The Age of Terror
By Terry Stoller
Talking to Terrorists
The Arab-Israeli Cookbook
By Robin Soans
Royal Court Theatre, London
The Tricycle Theatre, London
(closed)
It was less than a week after the attempted
second bombing of London’s transportation system that I went to
the Royal Court to see Robin Soans’s documentary play Talking
to Terrorists. Nerves were raw all over London. Many London
theaters were conducting bag searches. The Royal Court went one
step further. It required patrons to check anything larger than
a small handbag. Perhaps the management felt that the very title
of the production might inspire violence. But while the theater
management was being pragmatic in the face of a contemporary crisis,
the artists were acting as humanists. The play had been a year
in the making, and director Max Stafford-Clark, in an April interview
with the BBC, said Talking to Terrorists was meant to
be an antidote to journalism’s focus on horrific events. It was
intended to present the context and to separate the people from
the acts. The idea that one must talk to terrorists and listen
to them is more than the inspiration for the project; it's also
a dictum repeated in the play.
Onstage, we are introduced to the stories
of former terrorists. They include an ex-member of the Irish Republican
Army, an ex-member of the Kurdish Workers Party and an ex-head
of al-Aqsa Martyrs Brigade who was deported to Ireland after the
siege of Bethlehem’s Church of the Nativity in 2002. Enlisted
into the various organizations as youths, they recount their initiation
into the ranks of the terrorist groups. An African girl was fleeing
violence at home; a young Irishman was following in his grandfather’s
footsteps; a Palestinian, whose childhood games included throwing
stones at pretend soldiers, was protecting his home and family.

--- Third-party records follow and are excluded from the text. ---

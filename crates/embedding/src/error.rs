use aigate::fallback::FallbackError;
use thiserror::Error;

/// Errors surfaced by the batch processor.
#[derive(Debug, Error)]
pub enum EmbeddingError {
    #[error("invalid embedding config: {0}")]
    InvalidConfig(String),
    /// Every fallback tier failed, or the request itself was rejected.
    #[error("{0}")]
    Upstream(#[from] FallbackError),
    /// Internal invariant breach: output count diverged from input count.
    /// Must never occur; misaligned data is never returned.
    #[error("positional integrity violated: expected {expected} vectors, produced {actual}")]
    PositionalIntegrity { expected: usize, actual: usize },
}

impl EmbeddingError {
    /// Whether the failure was caused by the request itself (fail-fast path)
    /// rather than upstream availability.
    pub fn is_rejection(&self) -> bool {
        matches!(
            self,
            EmbeddingError::Upstream(FallbackError::Rejected { .. })
        )
    }
}
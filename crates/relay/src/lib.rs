//! Gateway stream relay
//!
//! Relays an upstream token-generation/search event feed to a downstream
//! consumer in real time. The upstream speaks newline-delimited
//! `data: <json>` frames with heterogeneous payload shapes; this crate
//! normalizes them into a fixed event vocabulary and pushes them through a
//! write guard that survives the consumer disappearing mid-stream.
//!
//! The moving parts:
//!
//! - [`ChatUpstream`] opens a chat or search stream, degrading from the
//!   main model to the fallback model when the primary tier fails.
//! - [`normalize`] turns the winning tier's byte stream into
//!   [`StreamEvent`]s, tolerant of frames split at arbitrary byte
//!   boundaries, and stops at the first of: `[DONE]` sentinel, upstream
//!   end, error event, cancellation, downstream disconnect.
//! - [`GuardedSink`] owns the downstream lifecycle explicitly
//!   (`Open → Closing → Closed`); a dead consumer turns writes into no-ops
//!   instead of errors, and closing twice is always safe.
//!
//! One relay task serves one stream; nothing here is shared between
//! concurrent requests except the read-only config and the pooled HTTP
//! client.

pub mod config;
pub mod error;
pub mod event;
pub mod normalizer;
pub mod sink;
pub mod upstream;

pub use crate::config::UpstreamConfig;
pub use crate::error::RelayError;
pub use crate::event::{RelayMode, SearchResult, StreamEvent};
pub use crate::normalizer::{normalize, RelayOutcome, Termination};
pub use crate::sink::{CancelFlag, GuardedSink, SinkState};
pub use crate::upstream::{
    ChatMessage, ChatStreamRequest, ChatUpstream, OpenedStream, SearchStreamRequest,
};
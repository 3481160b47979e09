use crate::config::GatewayConfig;
use crate::error::ServerResult;
use dashmap::DashMap;
use embedding::BatchProcessor;
use metrics_exporter_prometheus::PrometheusHandle;
use relay::ChatUpstream;
use std::sync::Arc;

/// Shared application state
#[derive(Clone)]
pub struct ServerState {
    /// Gateway configuration, immutable after startup
    pub config: Arc<GatewayConfig>,

    /// Rate limit tracking: API key -> (count, window_start)
    pub rate_limiter: Arc<DashMap<String, (u32, std::time::Instant)>>,

    /// Upstream chat/search client (shared across requests)
    pub chat: Arc<ChatUpstream>,

    /// Batch embedding processor (shared across requests)
    pub embeddings: Arc<BatchProcessor>,

    /// Prometheus render handle, present when metrics are enabled
    pub metrics: Option<PrometheusHandle>,
}

impl ServerState {
    /// Create new server state
    pub fn new(config: GatewayConfig, metrics: Option<PrometheusHandle>) -> ServerResult<Self> {
        let chat = Arc::new(ChatUpstream::new(config.upstream.clone())?);
        let embeddings = Arc::new(BatchProcessor::from_config(&config.embedding)?);

        Ok(Self {
            config: Arc::new(config),
            rate_limiter: Arc::new(DashMap::new()),
            chat,
            embeddings,
            metrics,
        })
    }

    /// Check if API key is valid
    pub fn is_valid_api_key(&self, key: &str) -> bool {
        self.config.http.api_keys.contains(key)
    }

    /// Check rate limit for API key
    pub fn check_rate_limit(&self, key: &str) -> bool {
        let now = std::time::Instant::now();
        let window = std::time::Duration::from_secs(60);
        let limit = self.config.http.rate_limit_per_minute;

        let mut entry = self.rate_limiter.entry(key.to_string()).or_insert((0, now));
        let (count, window_start) = entry.value_mut();

        // Reset if window has passed
        if now.duration_since(*window_start) > window {
            *count = 0;
            *window_start = now;
        }

        // Check limit
        if *count >= limit {
            return false;
        }

        *count += 1;
        true
    }
}

/// Server metadata for health checks
#[derive(Debug, serde::Serialize)]
pub struct ServerMetadata {
    pub version: String,
    pub uptime_seconds: u64,
}
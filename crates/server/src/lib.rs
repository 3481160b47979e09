//! AI Gateway Server - HTTP surface for the streaming relay and embeddings
//!
//! This crate exposes the gateway over HTTP:
//!
//! - **Streaming relay**: `/api/v1/generate/stream` and
//!   `/api/v1/search/stream` relay the upstream provider's event feed as
//!   SSE, with model-tier fallback at stream open.
//! - **Embeddings**: `/api/v1/embed` and `/api/v1/embed/single` run batched
//!   embedding requests with positional-integrity guarantees.
//! - **Health & Metrics**: liveness/readiness probes and Prometheus metrics.
//!
//! # Features
//!
//! - **Authentication**: API key-based authentication with rate limiting
//! - **Middleware**: CORS, request ID tracking, structured logging
//! - **Configuration**: `gateway.*` files and `AIGATE__*` env variables
//! - **Error Handling**: structured error responses with error codes
//! - **Graceful Shutdown**: SIGTERM/Ctrl+C handling
//!
//! # Quick Start
//!
//! ```rust,no_run
//! use server::GatewayConfig;
//!
//! #[tokio::main]
//! async fn main() -> anyhow::Result<()> {
//!     let config = GatewayConfig::load()?;
//!     server::start_server(config).await?;
//!     Ok(())
//! }
//! ```

pub mod config;
pub mod error;
pub mod middleware;
pub mod routes;
pub mod server;
pub mod state;

pub use config::{GatewayConfig, HttpConfig};
pub use error::{ServerError, ServerResult};
pub use server::{build_router, start_server};
pub use state::ServerState;
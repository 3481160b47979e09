use server::GatewayConfig;

#[tokio::main]
async fn main() -> anyhow::Result<()> {
    let config = GatewayConfig::load()?;
    server::start_server(config).await
}
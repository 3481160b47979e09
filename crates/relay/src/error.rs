use aigate::fallback::FallbackError;
use thiserror::Error;

/// Errors surfaced when opening an upstream stream.
#[derive(Debug, Error)]
pub enum RelayError {
    /// The upstream rejected the request itself; no tier can recover it.
    #[error("upstream rejected request: {0}")]
    Rejected(String),
    /// Every upstream tier failed.
    #[error("all upstream tiers failed: {0}")]
    Exhausted(String),
    #[error("invalid relay config: {0}")]
    InvalidConfig(String),
}

impl From<FallbackError> for RelayError {
    fn from(err: FallbackError) -> Self {
        match err {
            FallbackError::Rejected { tier, reason } => {
                RelayError::Rejected(format!("{tier}: {reason}"))
            }
            FallbackError::Exhausted { summary, .. } => RelayError::Exhausted(summary),
        }
    }
}
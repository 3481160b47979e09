//! Batched embedding with positional-integrity guarantees.
//!
//! The processor never returns misaligned data: output index `i` always
//! corresponds to input index `i`, whatever combination of bulk failures,
//! per-item failures, and cache hits produced it. Degradation order per
//! batch: primary bulk → secondary bulk → secondary per-item → zero vector.

use std::sync::Arc;

use aigate::estimate::{estimate_cost, TokenEstimator};
use aigate::fallback::{run_tiers, FallbackError, Strategy, Tier};

use crate::backend::{EmbeddingBackend, HttpEmbeddingBackend};
use crate::cache::EmbeddingCache;
use crate::config::EmbeddingConfig;
use crate::error::EmbeddingError;
use crate::types::{BatchResult, CacheStats, Usage};

pub struct BatchProcessor {
    primary: Arc<dyn EmbeddingBackend>,
    secondary: Arc<dyn EmbeddingBackend>,
    cache: Option<EmbeddingCache>,
    estimator: TokenEstimator,
    cfg: EmbeddingConfig,
}

impl BatchProcessor {
    pub fn new(
        primary: Arc<dyn EmbeddingBackend>,
        secondary: Arc<dyn EmbeddingBackend>,
        cache: Option<EmbeddingCache>,
        estimator: TokenEstimator,
        cfg: EmbeddingConfig,
    ) -> Self {
        Self {
            primary,
            secondary,
            cache,
            estimator,
            cfg,
        }
    }

    /// Wire up HTTP backends and the cache from configuration.
    pub fn from_config(cfg: &EmbeddingConfig) -> Result<Self, EmbeddingError> {
        let connect_timeout = std::time::Duration::from_secs(cfg.connect_timeout_secs);
        let primary = Arc::new(HttpEmbeddingBackend::new(
            "primary",
            cfg.primary_url.clone(),
            cfg.primary_api_key.clone(),
            connect_timeout,
        )?);
        let secondary = Arc::new(HttpEmbeddingBackend::new(
            "secondary",
            cfg.secondary_url.clone(),
            cfg.secondary_api_key.clone(),
            connect_timeout,
        )?);
        let cache = cfg
            .cache_enabled
            .then(|| EmbeddingCache::new(cfg.cache_max_size, cfg.cache_ttl()));
        let estimator = match &cfg.tokenizer_path {
            Some(path) => TokenEstimator::from_file(path),
            None => TokenEstimator::approximate(),
        };
        Ok(Self::new(primary, secondary, cache, estimator, cfg.clone()))
    }

    pub fn config(&self) -> &EmbeddingConfig {
        &self.cfg
    }

    /// Embed `texts` with the configured default model.
    pub async fn process(&self, texts: &[String]) -> Result<BatchResult, EmbeddingError> {
        self.process_with_model(texts, None).await
    }

    /// Embed `texts`, batch by batch. Always returns one vector per input
    /// text, index-aligned.
    pub async fn process_with_model(
        &self,
        texts: &[String],
        model: Option<&str>,
    ) -> Result<BatchResult, EmbeddingError> {
        if texts.is_empty() {
            return Ok(BatchResult {
                vectors: Vec::new(),
                usage: Usage::default(),
                cache_stats: self.cache.as_ref().map(|_| CacheStats {
                    hits: 0,
                    misses: 0,
                    hit_rate: 0.0,
                }),
                substituted: 0,
            });
        }

        let model = model.unwrap_or(&self.cfg.model);
        let batch_size = self.cfg.batch_size.max(1);
        let total_batches = texts.len().div_ceil(batch_size);
        tracing::info!(
            texts = texts.len(),
            model,
            batch_size,
            total_batches,
            "starting batch embedding"
        );

        let mut slots: Vec<Option<Vec<f32>>> = vec![None; texts.len()];
        let mut usage = Usage::default();
        let mut hits = 0u64;
        let mut misses = 0u64;
        let mut substituted = 0usize;

        for (batch_idx, chunk_start) in (0..texts.len()).step_by(batch_size).enumerate() {
            let chunk_end = (chunk_start + batch_size).min(texts.len());

            // Serve cached positions first; only the remainder goes upstream.
            let mut uncached: Vec<String> = Vec::new();
            let mut uncached_at: Vec<usize> = Vec::new();
            for (offset, text) in texts[chunk_start..chunk_end].iter().enumerate() {
                if let Some(cache) = &self.cache {
                    if let Some(vector) = cache.get(model, text) {
                        slots[chunk_start + offset] = Some(vector);
                        hits += 1;
                        continue;
                    }
                }
                misses += 1;
                uncached.push(text.clone());
                uncached_at.push(chunk_start + offset);
            }

            if !uncached.is_empty() {
                self.embed_uncached(
                    model,
                    &uncached,
                    &uncached_at,
                    &mut slots,
                    &mut usage,
                    &mut substituted,
                    batch_idx,
                )
                .await?;
            }

            // Progress is observational; the hit rate never steers control flow.
            tracing::debug!(
                batch = batch_idx + 1,
                total = total_batches,
                hit_rate = hits as f64 / (hits + misses).max(1) as f64,
                "embedding batch complete"
            );

            if chunk_end < texts.len() && !self.cfg.inter_batch_delay().is_zero() {
                tokio::time::sleep(self.cfg.inter_batch_delay()).await;
            }
        }

        let mut vectors = Vec::with_capacity(texts.len());
        for slot in slots {
            match slot {
                Some(vector) => vectors.push(vector),
                None => {
                    return Err(EmbeddingError::PositionalIntegrity {
                        expected: texts.len(),
                        actual: vectors.len(),
                    })
                }
            }
        }
        if vectors.len() != texts.len() {
            return Err(EmbeddingError::PositionalIntegrity {
                expected: texts.len(),
                actual: vectors.len(),
            });
        }

        let cache_stats = self.cache.as_ref().map(|_| CacheStats {
            hits,
            misses,
            hit_rate: hits as f64 / texts.len() as f64,
        });

        tracing::info!(
            vectors = vectors.len(),
            total_tokens = usage.total_tokens,
            substituted,
            "batch embedding finished"
        );

        Ok(BatchResult {
            vectors,
            usage,
            cache_stats,
            substituted,
        })
    }

    /// Embed one text with tier fallback and the interactive timeout.
    pub async fn embed_single(
        &self,
        text: &str,
        model: Option<&str>,
    ) -> Result<Vec<f32>, EmbeddingError> {
        let model = model.unwrap_or(&self.cfg.model);
        if let Some(cache) = &self.cache {
            if let Some(vector) = cache.get(model, text) {
                return Ok(vector);
            }
        }

        let strategies = vec![
            Strategy::new(Tier::Primary, move || async move {
                self.primary.embed_single(model, text).await
            }),
            Strategy::new(Tier::Secondary, move || async move {
                self.secondary.embed_single(model, text).await
            }),
        ];
        let outcome = run_tiers(self.cfg.single_timeout(), strategies).await?;

        if let Some(cache) = &self.cache {
            cache.put(model, text, outcome.value.clone());
        }
        Ok(outcome.value)
    }

    #[allow(clippy::too_many_arguments)]
    async fn embed_uncached(
        &self,
        model: &str,
        uncached: &[String],
        uncached_at: &[usize],
        slots: &mut [Option<Vec<f32>>],
        usage: &mut Usage,
        substituted: &mut usize,
        batch_idx: usize,
    ) -> Result<(), EmbeddingError> {
        let strategies = vec![
            Strategy::new(Tier::Primary, move || async move {
                self.primary.embed_batch(model, uncached).await
            }),
            Strategy::new(Tier::Secondary, move || async move {
                self.secondary.embed_batch(model, uncached).await
            }),
        ];

        match run_tiers(self.cfg.bulk_timeout(), strategies).await {
            Ok(outcome) => {
                let batch = outcome.value;
                for ((vector, text), &index) in
                    batch.vectors.into_iter().zip(uncached).zip(uncached_at)
                {
                    if let Some(cache) = &self.cache {
                        cache.put(model, text, vector.clone());
                    }
                    slots[index] = Some(vector);
                }
                match batch.usage {
                    Some(wire) => {
                        usage.total_tokens += wire.total_tokens;
                        // Missing cost contributes zero rather than failing.
                        usage.cost_usd += wire.cost.unwrap_or(0.0);
                    }
                    None => self.accumulate_estimated(uncached.iter(), usage),
                }
                if let Some(stats) = batch.cache_stats {
                    tracing::debug!(
                        hits = stats.hits,
                        misses = stats.misses,
                        hit_rate = stats.hit_rate.unwrap_or(0.0),
                        "backend-side cache stats"
                    );
                }
                Ok(())
            }
            Err(err @ FallbackError::Rejected { .. }) => {
                // Client-caused: zero-filling would only mask a bad request.
                Err(err.into())
            }
            Err(FallbackError::Exhausted { summary, .. }) => {
                tracing::warn!(
                    batch = batch_idx + 1,
                    reason = %summary,
                    "bulk tiers exhausted, retrying items individually"
                );
                self.retry_items(model, uncached, uncached_at, slots, usage, substituted)
                    .await;
                Ok(())
            }
        }
    }

    /// Last resort for a failed batch: one secondary call per item, spaced
    /// out to stay under rate limits; positions that still fail get a zero
    /// vector so the alignment invariant holds.
    async fn retry_items(
        &self,
        model: &str,
        uncached: &[String],
        uncached_at: &[usize],
        slots: &mut [Option<Vec<f32>>],
        usage: &mut Usage,
        substituted: &mut usize,
    ) {
        for (item, (text, &index)) in uncached.iter().zip(uncached_at).enumerate() {
            let attempt = tokio::time::timeout(
                self.cfg.single_timeout(),
                self.secondary.embed_single(model, text),
            )
            .await;

            match attempt {
                Ok(Ok(vector)) => {
                    if let Some(cache) = &self.cache {
                        cache.put(model, text, vector.clone());
                    }
                    slots[index] = Some(vector);
                    self.accumulate_estimated(std::iter::once(text), usage);
                }
                Ok(Err(err)) => {
                    tracing::warn!(index, reason = %err.reason, "item retry failed, substituting zero vector");
                    slots[index] = Some(vec![0.0; self.cfg.embedding_dim]);
                    *substituted += 1;
                }
                Err(_) => {
                    tracing::warn!(index, "item retry timed out, substituting zero vector");
                    slots[index] = Some(vec![0.0; self.cfg.embedding_dim]);
                    *substituted += 1;
                }
            }

            let last = item + 1 == uncached.len();
            if !last && !self.cfg.inter_item_delay().is_zero() {
                tokio::time::sleep(self.cfg.inter_item_delay()).await;
            }
        }
    }

    fn accumulate_estimated<'t>(
        &self,
        texts: impl Iterator<Item = &'t String>,
        usage: &mut Usage,
    ) {
        let tokens: usize = texts.map(|t| self.estimator.count(t)).sum();
        let estimate = estimate_cost(tokens as u64, &self.cfg.rates);
        usage.total_tokens += estimate.tokens;
        usage.cost_usd += estimate.cost_usd;
    }
}
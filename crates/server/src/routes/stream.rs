//! SSE relay endpoints.
//!
//! Each request gets one relay task: it opens the upstream stream through
//! the fallback tiers, normalizes frames, and feeds them to the response
//! channel through a guarded sink. When the client goes away the receiver
//! drops, the sink flips closed, and the relay winds down at the next read
//! boundary — a disconnect is normal completion, not an error.

use std::convert::Infallible;
use std::sync::Arc;

use axum::extract::State;
use axum::response::sse::{Event, KeepAlive, Sse};
use axum::Json;
use futures::{Stream, StreamExt};
use metrics::counter;
use tokio::sync::mpsc;

use relay::{
    normalize, CancelFlag, ChatStreamRequest, GuardedSink, OpenedStream, RelayMode,
    SearchStreamRequest, StreamEvent,
};

use crate::error::{ServerError, ServerResult};
use crate::state::ServerState;

/// POST /api/v1/generate/stream — relay a chat completion stream.
pub async fn generate_stream(
    State(state): State<Arc<ServerState>>,
    Json(request): Json<ChatStreamRequest>,
) -> ServerResult<Sse<impl Stream<Item = Result<Event, Infallible>>>> {
    if request.messages.is_empty() {
        return Err(ServerError::BadRequest("messages must not be empty".into()));
    }
    if request.messages.iter().any(|m| m.content.trim().is_empty()) {
        return Err(ServerError::BadRequest(
            "message content must not be empty".into(),
        ));
    }

    let opened = state.chat.open_chat(&request).await?;
    Ok(relay_sse(opened, RelayMode::Chat))
}

/// POST /api/v1/search/stream — relay a web-search answer stream.
pub async fn search_stream(
    State(state): State<Arc<ServerState>>,
    Json(request): Json<SearchStreamRequest>,
) -> ServerResult<Sse<impl Stream<Item = Result<Event, Infallible>>>> {
    let query = request.query.trim();
    if query.is_empty() {
        return Err(ServerError::BadRequest("query must not be empty".into()));
    }
    if query.chars().count() > 500 {
        return Err(ServerError::BadRequest(
            "query must be at most 500 characters".into(),
        ));
    }

    let opened = state.chat.open_search(&request).await?;
    Ok(relay_sse(opened, RelayMode::Search))
}

/// Spawn the relay task for an opened upstream stream and wrap the event
/// channel as an SSE response.
fn relay_sse(
    opened: OpenedStream,
    mode: RelayMode,
) -> Sse<impl Stream<Item = Result<Event, Infallible>>> {
    let (tx, mut rx) = mpsc::channel::<StreamEvent>(64);
    let tier = opened.tier;

    tokio::spawn(async move {
        // A dropped receiver (client gone) is observed through the guarded
        // sink; the flag covers explicit caller-driven cancellation.
        let cancel = CancelFlag::new();
        let mut sink = GuardedSink::new(tx);
        let outcome = normalize(opened.into_byte_stream(), &mut sink, mode, &cancel).await;
        sink.close();

        counter!(
            "aigate_streams_total",
            "termination" => outcome.termination.as_str()
        )
        .increment(1);

        // The assembled content and citations are what the persistence
        // collaborator consumes once the stream is over.
        tracing::info!(
            tier = %tier,
            events = outcome.events,
            content_chars = outcome.content.chars().count(),
            citations = outcome.citations.len(),
            termination = outcome.termination.as_str(),
            "stream relay finished"
        );
    });

    let events = futures::stream::poll_fn(move |cx| rx.poll_recv(cx))
        .map(|event| Ok::<_, Infallible>(Event::default().data(event.to_wire().to_string())));

    Sse::new(events).keep_alive(KeepAlive::default())
}
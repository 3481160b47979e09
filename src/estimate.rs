//! Token counting and cost estimation.
//!
//! Pure functions over text and counts. The estimator prefers an exact
//! tokenizer when one is configured and falls back to a deterministic
//! character heuristic, so counts are always available even without model
//! assets on disk.

use std::path::Path;

use serde::{Deserialize, Serialize};
use tokenizers::Tokenizer;

/// Counts tokens, exactly when possible.
pub struct TokenEstimator {
    tokenizer: Option<Tokenizer>,
}

impl TokenEstimator {
    /// Estimator without a tokenizer; always uses the character heuristic.
    pub fn approximate() -> Self {
        Self { tokenizer: None }
    }

    /// Load a `tokenizer.json` for exact counts. A load failure degrades to
    /// the heuristic rather than failing startup.
    pub fn from_file(path: &Path) -> Self {
        match Tokenizer::from_file(path) {
            Ok(tokenizer) => Self {
                tokenizer: Some(tokenizer),
            },
            Err(err) => {
                tracing::warn!(
                    path = %path.display(),
                    error = %err,
                    "failed to load tokenizer, using character estimate"
                );
                Self { tokenizer: None }
            }
        }
    }

    /// Whether exact counting is available.
    pub fn is_exact(&self) -> bool {
        self.tokenizer.is_some()
    }

    /// Token count for `text`: exact when a tokenizer is loaded, otherwise
    /// `ceil(chars / 4)`.
    pub fn count(&self, text: &str) -> usize {
        if text.is_empty() {
            return 0;
        }
        if let Some(tokenizer) = &self.tokenizer {
            if let Ok(encoding) = tokenizer.encode(text, false) {
                return encoding.get_ids().len();
            }
        }
        text.chars().count().div_ceil(4)
    }
}

/// Fixed pricing constants used by [`estimate_cost`].
#[derive(Debug, Clone, Copy, PartialEq, Serialize, Deserialize)]
pub struct CostRates {
    /// USD per one million tokens.
    pub usd_per_million_tokens: f64,
    /// Fixed USD → CNY conversion.
    pub usd_to_cny: f64,
}

impl Default for CostRates {
    fn default() -> Self {
        Self {
            usd_per_million_tokens: 0.02,
            usd_to_cny: 7.2,
        }
    }
}

/// Cost breakdown for a token count.
#[derive(Debug, Clone, Copy, PartialEq, Serialize, Deserialize)]
pub struct CostEstimate {
    pub tokens: u64,
    pub cost_usd: f64,
    pub cost_cny: f64,
}

/// Cost of `tokens` at the given rates. Counts are unsigned, so there is no
/// failure mode.
pub fn estimate_cost(tokens: u64, rates: &CostRates) -> CostEstimate {
    let cost_usd = tokens as f64 / 1_000_000.0 * rates.usd_per_million_tokens;
    CostEstimate {
        tokens,
        cost_usd,
        cost_cny: cost_usd * rates.usd_to_cny,
    }
}
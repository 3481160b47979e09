use std::path::PathBuf;
use std::time::Duration;

use serde::{Deserialize, Serialize};

use aigate::estimate::CostRates;

/// Embedding subsystem configuration. Immutable after startup.
#[derive(Debug, Clone, Serialize, Deserialize, PartialEq)]
pub struct EmbeddingConfig {
    /// Primary (specialized) embedding endpoint.
    #[serde(default = "default_primary_url")]
    pub primary_url: String,
    /// Secondary endpoint used after primary failure; same wire contract.
    #[serde(default = "default_secondary_url")]
    pub secondary_url: String,
    #[serde(default)]
    pub primary_api_key: Option<String>,
    #[serde(default)]
    pub secondary_api_key: Option<String>,
    /// Default embedding model; requests may override it.
    #[serde(default = "default_model")]
    pub model: String,
    /// Texts per upstream batch request.
    #[serde(default = "default_batch_size")]
    pub batch_size: usize,
    /// Vector width; also the width of substituted zero vectors.
    #[serde(default = "default_embedding_dim")]
    pub embedding_dim: usize,
    /// Timeout for a bulk (document) request.
    #[serde(default = "default_bulk_timeout_secs")]
    pub bulk_timeout_secs: u64,
    /// Timeout for a single-item (interactive) request.
    #[serde(default = "default_single_timeout_secs")]
    pub single_timeout_secs: u64,
    /// Pause between consecutive batches, to stay under upstream limits.
    #[serde(default = "default_inter_batch_delay_ms")]
    pub inter_batch_delay_ms: u64,
    /// Pause between per-item retries inside a failed batch.
    #[serde(default = "default_inter_item_delay_ms")]
    pub inter_item_delay_ms: u64,
    #[serde(default = "default_connect_timeout_secs")]
    pub connect_timeout_secs: u64,
    #[serde(default = "default_cache_enabled")]
    pub cache_enabled: bool,
    #[serde(default = "default_cache_max_size")]
    pub cache_max_size: usize,
    #[serde(default = "default_cache_ttl_secs")]
    pub cache_ttl_secs: u64,
    /// Pricing constants for best-effort cost accounting.
    #[serde(default)]
    pub rates: CostRates,
    /// Optional tokenizer.json for exact token counts.
    #[serde(default)]
    pub tokenizer_path: Option<PathBuf>,
}

impl Default for EmbeddingConfig {
    fn default() -> Self {
        Self {
            primary_url: default_primary_url(),
            secondary_url: default_secondary_url(),
            primary_api_key: None,
            secondary_api_key: None,
            model: default_model(),
            batch_size: default_batch_size(),
            embedding_dim: default_embedding_dim(),
            bulk_timeout_secs: default_bulk_timeout_secs(),
            single_timeout_secs: default_single_timeout_secs(),
            inter_batch_delay_ms: default_inter_batch_delay_ms(),
            inter_item_delay_ms: default_inter_item_delay_ms(),
            connect_timeout_secs: default_connect_timeout_secs(),
            cache_enabled: default_cache_enabled(),
            cache_max_size: default_cache_max_size(),
            cache_ttl_secs: default_cache_ttl_secs(),
            rates: CostRates::default(),
            tokenizer_path: None,
        }
    }
}

impl EmbeddingConfig {
    pub fn bulk_timeout(&self) -> Duration {
        Duration::from_secs(self.bulk_timeout_secs)
    }

    pub fn single_timeout(&self) -> Duration {
        Duration::from_secs(self.single_timeout_secs)
    }

    pub fn inter_batch_delay(&self) -> Duration {
        Duration::from_millis(self.inter_batch_delay_ms)
    }

    pub fn inter_item_delay(&self) -> Duration {
        Duration::from_millis(self.inter_item_delay_ms)
    }

    pub fn cache_ttl(&self) -> Duration {
        Duration::from_secs(self.cache_ttl_secs)
    }
}

fn default_primary_url() -> String {
    "https://openrouter.ai/api/v1/embeddings".to_string()
}

fn default_secondary_url() -> String {
    "https://openrouter.ai/api/v1/embeddings".to_string()
}

fn default_model() -> String {
    "baai/bge-m3".to_string()
}

fn default_batch_size() -> usize {
    50
}

fn default_embedding_dim() -> usize {
    1024
}

fn default_bulk_timeout_secs() -> u64 {
    60
}

fn default_single_timeout_secs() -> u64 {
    30
}

fn default_inter_batch_delay_ms() -> u64 {
    500
}

fn default_inter_item_delay_ms() -> u64 {
    300
}

fn default_connect_timeout_secs() -> u64 {
    10
}

fn default_cache_enabled() -> bool {
    true
}

fn default_cache_max_size() -> usize {
    1000
}

fn default_cache_ttl_secs() -> u64 {
    3600
}
//! API route handlers
//!
//! - `health`: liveness, readiness, and metrics
//! - `stream`: SSE chat/search relay endpoints
//! - `embed`: batch and single embedding endpoints

pub mod embed;
pub mod health;
pub mod stream;

use crate::error::{ServerError, ServerResult};
use axum::response::IntoResponse;
use axum::Json;
use serde_json::json;

/// API version and base info
///
/// Root endpoint (GET /); requires no authentication.
pub async fn api_info() -> ServerResult<impl IntoResponse> {
    Ok(Json(json!({
        "name": "AI Gateway",
        "version": env!("CARGO_PKG_VERSION"),
        "api_version": "v1",
        "endpoints": [
            "/api/v1/generate/stream",
            "/api/v1/search/stream",
            "/api/v1/embed",
            "/api/v1/embed/single",
            "/health",
            "/ready",
            "/metrics"
        ]
    })))
}

/// 404 Not Found handler
pub async fn not_found() -> ServerError {
    ServerError::NotFound
}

In addition to the words of the ex-terrorists, there was testimony
from an Archbishop’s envoy who had been held hostage in Lebanon,
a British ambassador to Tashkent who had lost his post partly
because he protested torture and the violation of human rights
in the war on terror, and survivors of an IRA bombing—29 characters
in all.
Writer Robin Soans and director Stafford-Clark
are experienced in documentary drama, also known as verbatim theater
in England, separately and as collaborators. The production was
fast-paced and imaginatively staged on a minimalist set of rectangular
concrete slabs, a couple of doors and a table and chairs. It’s
common in verbatim theater to intercut the testimonies, a technique
that allows for an overall linear structure and breaks up what
might otherwise be long monologues. In this play, however, the
intercutting created some confusion, with jarring jumps in time,
place and event. And the practice of having actors take on multiple
roles compounded the confusion for me. An actress with a thick
non-British accent played two young girls—one an African who had
been kidnapped and forced to become part of a rebel band, the
other a Bethlehem schoolgirl, whose testimony was based on a published
diary. In performance, I didn’t realize until I checked the program
that these were two different girls.
With the London opening coming so soon
after 56 people had been killed and hundreds wounded by suicide
bombers, some critics found it difficult to empathize with the
play’s terrorists. Stafford-Clark defended the play’s intention
and reiterated in the pages of Time Out the importance
of letting terrorists have their say. I’m not sure that in the
middle of a trauma it’s possible to be understanding about why
people turn to violent acts, although the audience paid rapt attention.
As an American, I was offended by the end of the play. It was
taken from the Bethlehem schoolgirl’s diary, in which she writes
that the deaths of Americans in the Twin Towers made her happy
because it was Americans’ turn to suffer. The published script
ends with her saying: “I could see many thousands of them die.
I wouldn’t feel a thing.” By the time of the Royal Court performance,
however, that statement had been softened somewhat; the girl added
that she blamed the U.S. government, not the American people.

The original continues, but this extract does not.